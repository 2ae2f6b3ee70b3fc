pub mod storage;
pub mod telegram;
pub mod transport;

pub use storage::{LocalDriveStorage, StorageBackend};
pub use transport::ChatTransport;
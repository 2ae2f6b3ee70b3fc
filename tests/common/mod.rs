//! Shared test doubles for the auto-fetch integration tests

#![allow(dead_code)]

use std::collections::{HashMap, HashSet};
use std::path::{Path, PathBuf};
use std::sync::{Arc, Mutex};
use std::time::Duration;

use async_trait::async_trait;
use chrono::{TimeZone, Utc};
use tempfile::TempDir;
use tokio::sync::Notify;

use sheetcourier::autofetch::{Delivery, FileDescriptor, FolderMapping, FolderMonitor, MappingStore};
use sheetcourier::config::AutoFetchSettings;
use sheetcourier::error::{CapabilityError, StoreError};
use sheetcourier::services::{ChatTransport, StorageBackend};

pub fn file(id: &str, name: &str) -> FileDescriptor {
    FileDescriptor {
        id: id.to_string(),
        name: name.to_string(),
        modified_time: Utc.with_ymd_and_hms(2024, 3, 1, 9, 30, 0).unwrap(),
    }
}

/// Mapping store kept in memory, with an optional forced failure
#[derive(Default)]
pub struct MemoryStore {
    pub saved: Mutex<HashMap<String, FolderMapping>>,
    pub saves: Mutex<usize>,
    pub fail_saves: Mutex<bool>,
}

impl MemoryStore {
    pub fn with(mappings: Vec<FolderMapping>) -> Self {
        let store = Self::default();
        *store.saved.lock().unwrap() = mappings.into_iter().map(|m| (m.folder_id.clone(), m)).collect();
        store
    }

    pub fn saved(&self, folder_id: &str) -> Option<FolderMapping> {
        self.saved.lock().unwrap().get(folder_id).cloned()
    }

    pub fn save_count(&self) -> usize {
        *self.saves.lock().unwrap()
    }
}

#[async_trait]
impl MappingStore for MemoryStore {
    async fn load_all(&self) -> Result<HashMap<String, FolderMapping>, StoreError> {
        Ok(self.saved.lock().unwrap().clone())
    }

    async fn save_all(&self, mappings: &HashMap<String, FolderMapping>) -> Result<(), StoreError> {
        *self.saves.lock().unwrap() += 1;
        if *self.fail_saves.lock().unwrap() {
            return Err(StoreError::Io(std::io::Error::other("disk full")));
        }
        *self.saved.lock().unwrap() = mappings.clone();
        Ok(())
    }
}

/// Scriptable drive storage. Folders listed in `accessible` pass validation;
/// `latest` holds what each listing returns (`Err` for a listing failure).
pub struct MockStorage {
    pub available: bool,
    pub accessible: Mutex<HashSet<String>>,
    pub latest: Mutex<HashMap<String, Result<Option<FileDescriptor>, String>>>,
    pub fail_downloads: Mutex<bool>,
    pub listings: Mutex<usize>,
    pub downloads: Mutex<Vec<String>>,
    /// When set, listings wait for this to be notified before returning
    pub hold: Mutex<Option<Arc<Notify>>>,
}

impl MockStorage {
    pub fn new() -> Self {
        Self {
            available: true,
            accessible: Mutex::new(HashSet::new()),
            latest: Mutex::new(HashMap::new()),
            fail_downloads: Mutex::new(false),
            listings: Mutex::new(0),
            downloads: Mutex::new(Vec::new()),
            hold: Mutex::new(None),
        }
    }

    pub fn unavailable() -> Self {
        Self {
            available: false,
            ..Self::new()
        }
    }

    pub fn allow(&self, folder_id: &str) {
        self.accessible.lock().unwrap().insert(folder_id.to_string());
    }

    pub fn set_latest(&self, folder_id: &str, latest: Option<FileDescriptor>) {
        self.latest.lock().unwrap().insert(folder_id.to_string(), Ok(latest));
    }

    pub fn set_listing_error(&self, folder_id: &str, message: &str) {
        self.latest
            .lock()
            .unwrap()
            .insert(folder_id.to_string(), Err(message.to_string()));
    }

    pub fn hold_listings(&self) -> Arc<Notify> {
        let gate = Arc::new(Notify::new());
        *self.hold.lock().unwrap() = Some(gate.clone());
        gate
    }

    pub fn listing_count(&self) -> usize {
        *self.listings.lock().unwrap()
    }

    pub fn download_ids(&self) -> Vec<String> {
        self.downloads.lock().unwrap().clone()
    }
}

#[async_trait]
impl StorageBackend for MockStorage {
    async fn latest_eligible_file(&self, folder_id: &str) -> Result<Option<FileDescriptor>, CapabilityError> {
        *self.listings.lock().unwrap() += 1;
        let hold = self.hold.lock().unwrap().clone();
        if let Some(hold) = hold {
            hold.notified().await;
        }
        match self.latest.lock().unwrap().get(folder_id) {
            Some(Ok(latest)) => Ok(latest.clone()),
            Some(Err(message)) => Err(CapabilityError::Transport(message.clone())),
            None => Err(CapabilityError::NotFound(folder_id.to_string())),
        }
    }

    async fn download_file(&self, file_id: &str, dest: &Path) -> Result<(), CapabilityError> {
        self.downloads.lock().unwrap().push(file_id.to_string());
        // Leave a partial file behind so cleanup is observable
        std::fs::write(dest, b"partial")?;
        if *self.fail_downloads.lock().unwrap() {
            return Err(CapabilityError::NotFound(file_id.to_string()));
        }
        Ok(())
    }

    async fn validate_folder_access(&self, folder_id: &str) -> bool {
        self.accessible.lock().unwrap().contains(folder_id)
    }

    fn is_available(&self) -> bool {
        self.available
    }
}

/// One recorded media send
#[derive(Debug, Clone)]
pub struct SentMedia {
    pub chat_id: String,
    pub path: PathBuf,
    pub caption: String,
    pub file_existed: bool,
}

/// Chat transport that records every send
#[derive(Default)]
pub struct MockTransport {
    pub media: Mutex<Vec<SentMedia>>,
    pub texts: Mutex<Vec<(String, String)>>,
    pub fail_sends: Mutex<bool>,
    /// Accept only numeric chat ids, like Telegram
    pub numeric_ids_only: Mutex<bool>,
}

impl MockTransport {
    pub fn sent_media(&self) -> Vec<SentMedia> {
        self.media.lock().unwrap().clone()
    }
}

#[async_trait]
impl ChatTransport for MockTransport {
    async fn send_media(&self, chat_id: &str, file_path: &Path, caption: &str) -> Result<(), CapabilityError> {
        self.media.lock().unwrap().push(SentMedia {
            chat_id: chat_id.to_string(),
            path: file_path.to_path_buf(),
            caption: caption.to_string(),
            file_existed: file_path.exists(),
        });
        if *self.fail_sends.lock().unwrap() {
            return Err(CapabilityError::Transport("chat unreachable".to_string()));
        }
        Ok(())
    }

    async fn send_text(&self, chat_id: &str, text: &str) -> Result<(), CapabilityError> {
        self.texts
            .lock()
            .unwrap()
            .push((chat_id.to_string(), text.to_string()));
        Ok(())
    }

    fn validate_chat_id(&self, chat_id: &str) -> bool {
        !*self.numeric_ids_only.lock().unwrap() || chat_id.parse::<i64>().is_ok()
    }
}

/// A monitor wired to in-memory doubles
pub struct Harness {
    pub monitor: FolderMonitor,
    pub store: Arc<MemoryStore>,
    pub storage: Arc<MockStorage>,
    pub transport: Arc<MockTransport>,
    pub scratch: TempDir,
}

pub fn settings(max_retries: u32) -> AutoFetchSettings {
    AutoFetchSettings {
        check_interval_ms: 60_000,
        first_check_delay_ms: 2_000,
        max_retries,
        ..AutoFetchSettings::default()
    }
}

impl Harness {
    pub fn new() -> Self {
        Self::build(settings(3), MemoryStore::default(), MockStorage::new())
    }

    pub fn build(settings: AutoFetchSettings, store: MemoryStore, storage: MockStorage) -> Self {
        let store = Arc::new(store);
        let storage = Arc::new(storage);
        let transport = Arc::new(MockTransport::default());
        let scratch = TempDir::new().expect("Failed to create temp directory");
        let delivery = Delivery::new(storage.clone(), transport.clone(), scratch.path(), "Test Courier");
        let monitor = FolderMonitor::new(&settings, store.clone(), storage.clone(), delivery);
        Self {
            monitor,
            store,
            storage,
            transport,
            scratch,
        }
    }

    /// Number of files left in the scratch directory
    pub fn scratch_files(&self) -> usize {
        std::fs::read_dir(self.scratch.path()).unwrap().count()
    }
}

/// Poll `condition` until it holds, giving background tasks time to finish
pub async fn wait_until(mut condition: impl FnMut() -> bool) -> bool {
    for _ in 0..200 {
        if condition() {
            return true;
        }
        tokio::time::sleep(Duration::from_millis(10)).await;
    }
    condition()
}

pub const MINUTE: Duration = Duration::from_secs(60);
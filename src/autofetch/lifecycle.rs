use std::collections::hash_map::Entry;
use std::collections::BTreeMap;

use tracing::{info, warn};

use super::monitor::lock;
use super::{FileDescriptor, FolderMapping, FolderMonitor};
use crate::error::MappingError;
use crate::utils::format::{format_interval, format_local_time};

impl FolderMonitor {
    /// Register a new folder -> chat mapping and start monitoring it right away.
    ///
    /// The first poll delivers whatever file is currently latest in the folder.
    pub async fn add_mapping(
        &self,
        folder_id: &str,
        chat_id: &str,
        nickname: Option<&str>,
    ) -> Result<FolderMapping, MappingError> {
        if lock(&self.inner.mappings).contains_key(folder_id) {
            return Err(MappingError::DuplicateFolder(folder_id.to_string()));
        }
        if !self.inner.storage.is_available() {
            return Err(MappingError::StorageUnavailable);
        }
        if !self.inner.storage.validate_folder_access(folder_id).await {
            return Err(MappingError::FolderInaccessible(folder_id.to_string()));
        }

        let mapping = FolderMapping::new(folder_id, chat_id, nickname);
        match lock(&self.inner.mappings).entry(folder_id.to_string()) {
            // Added concurrently while folder access was being validated
            Entry::Occupied(_) => return Err(MappingError::DuplicateFolder(folder_id.to_string())),
            Entry::Vacant(slot) => {
                slot.insert(mapping.clone());
            }
        }
        let _ = self.inner.persist().await;
        self.start_monitoring(folder_id);

        info!(folder_id, chat_id, nickname = %mapping.nickname, "auto-fetch mapping added");
        Ok(mapping)
    }

    /// Stop monitoring a folder and delete its mapping
    pub async fn remove_mapping(&self, folder_id: &str) -> Result<FolderMapping, MappingError> {
        if !lock(&self.inner.mappings).contains_key(folder_id) {
            return Err(MappingError::NotFound(folder_id.to_string()));
        }
        self.stop_monitoring(folder_id);
        let removed = lock(&self.inner.mappings).remove(folder_id);
        let Some(removed) = removed else {
            return Err(MappingError::NotFound(folder_id.to_string()));
        };
        self.inner.forget_gate(folder_id);
        let _ = self.inner.persist().await;

        info!(folder_id, "auto-fetch mapping removed");
        Ok(removed)
    }

    /// Pause or resume a mapping. Resuming resets the retry counter.
    pub async fn toggle_monitoring(&self, folder_id: &str, active: bool) -> Result<FolderMapping, MappingError> {
        let updated = {
            let mut mappings = lock(&self.inner.mappings);
            let Some(mapping) = mappings.get_mut(folder_id) else {
                return Err(MappingError::NotFound(folder_id.to_string()));
            };
            mapping.is_active = active;
            mapping.generation = mapping.generation.wrapping_add(1);
            if active {
                mapping.retry_count = 0;
            }
            mapping.clone()
        };

        if active {
            self.start_monitoring(folder_id);
        } else {
            self.stop_monitoring(folder_id);
        }
        let _ = self.inner.persist().await;

        info!(folder_id, active, "auto-fetch monitoring toggled");
        Ok(updated)
    }

    /// Send the folder's current latest file to its chat on demand.
    ///
    /// Works for paused mappings too. The last delivered file and the retry
    /// state are left alone, so the timer still reports the same file as new
    /// if it has not delivered it yet. `Ok(None)` means the folder is empty.
    pub async fn fetch_latest(&self, folder_id: &str) -> Result<Option<FileDescriptor>, MappingError> {
        if !lock(&self.inner.mappings).contains_key(folder_id) {
            return Err(MappingError::NotFound(folder_id.to_string()));
        }
        if !self.inner.storage.is_available() {
            return Err(MappingError::StorageUnavailable);
        }

        let gate = self.inner.poll_gate(folder_id);
        let _guard = gate.lock().await;
        let Some(mapping) = lock(&self.inner.mappings).get(folder_id).cloned() else {
            return Err(MappingError::NotFound(folder_id.to_string()));
        };

        let latest = match self.inner.storage.latest_eligible_file(folder_id).await {
            Ok(latest) => latest,
            Err(e) => {
                warn!(folder_id, error = %e, "on-demand fetch could not list folder");
                return Err(MappingError::FetchFailed(folder_id.to_string()));
            }
        };
        let Some(file) = latest else {
            return Ok(None);
        };
        if !self.inner.delivery.deliver(&mapping, &file).await {
            return Err(MappingError::FetchFailed(folder_id.to_string()));
        }

        info!(folder_id, file = %file.name, "latest file fetched on demand");
        Ok(Some(file))
    }

    /// Snapshot of every mapping, ordered by folder id
    pub fn list_mappings(&self) -> BTreeMap<String, FolderMapping> {
        lock(&self.inner.mappings)
            .iter()
            .map(|(k, v)| (k.clone(), v.clone()))
            .collect()
    }

    /// Find a folder by id, falling back to a nickname match
    pub fn resolve_folder(&self, identifier: &str) -> Option<String> {
        let mappings = lock(&self.inner.mappings);
        if mappings.contains_key(identifier) {
            return Some(identifier.to_string());
        }
        let mut matches: Vec<&String> = mappings
            .iter()
            .filter(|(_, m)| m.nickname.eq_ignore_ascii_case(identifier))
            .map(|(id, _)| id)
            .collect();
        matches.sort();
        matches.first().map(|id| id.to_string())
    }

    /// Operator-facing listing of all mappings
    pub fn format_mapping_list(&self) -> String {
        let mappings = self.list_mappings();
        if mappings.is_empty() {
            return "🔄 Auto-Fetch Mappings\n\n\
                    No auto-fetch mappings configured.\n\n\
                    Use setfolder <folderId> [chatId] [nickname] to set up automatic delivery."
                .to_string();
        }

        let mut list = String::from("🔄 Auto-Fetch Mappings\n\n");
        for (index, (folder_id, mapping)) in mappings.iter().enumerate() {
            list.push_str(&format!("{}. {}\n", index + 1, mapping.nickname));
            list.push_str(&format!("   📁 Folder: {}\n", folder_id));
            list.push_str(&format!("   💬 Chat: {}\n", mapping.chat_id));
            list.push_str(&format!(
                "   📄 Last File: {}\n",
                mapping.last_file_name.as_deref().unwrap_or("None")
            ));
            list.push_str(&format!("   🕐 Last Check: {}\n", format_local_time(&mapping.last_check_time)));
            let status = if mapping.is_active {
                "Active".to_string()
            } else if mapping.retry_count >= self.max_retries() {
                format!("Paused after {} failed checks", mapping.retry_count)
            } else {
                "Paused".to_string()
            };
            list.push_str(&format!("   ✅ Status: {}\n\n", status));
        }
        list.push_str(&format!("⏱️ Check Interval: {}\n", format_interval(self.check_interval())));
        list.push_str(&format!("🔄 Active Monitors: {}", self.active_monitor_count()));
        list
    }
}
○ ○ ○ ○
→ **Assignment**
Where a line in the material above holds "removed", copy that line.

→ **Answer box**
        let removed = lock(&self.inner.mappings).remove(folder_id);
        let Some(removed) = removed else {
        info!(folder_id, "auto-fetch mapping removed");
        Ok(removed)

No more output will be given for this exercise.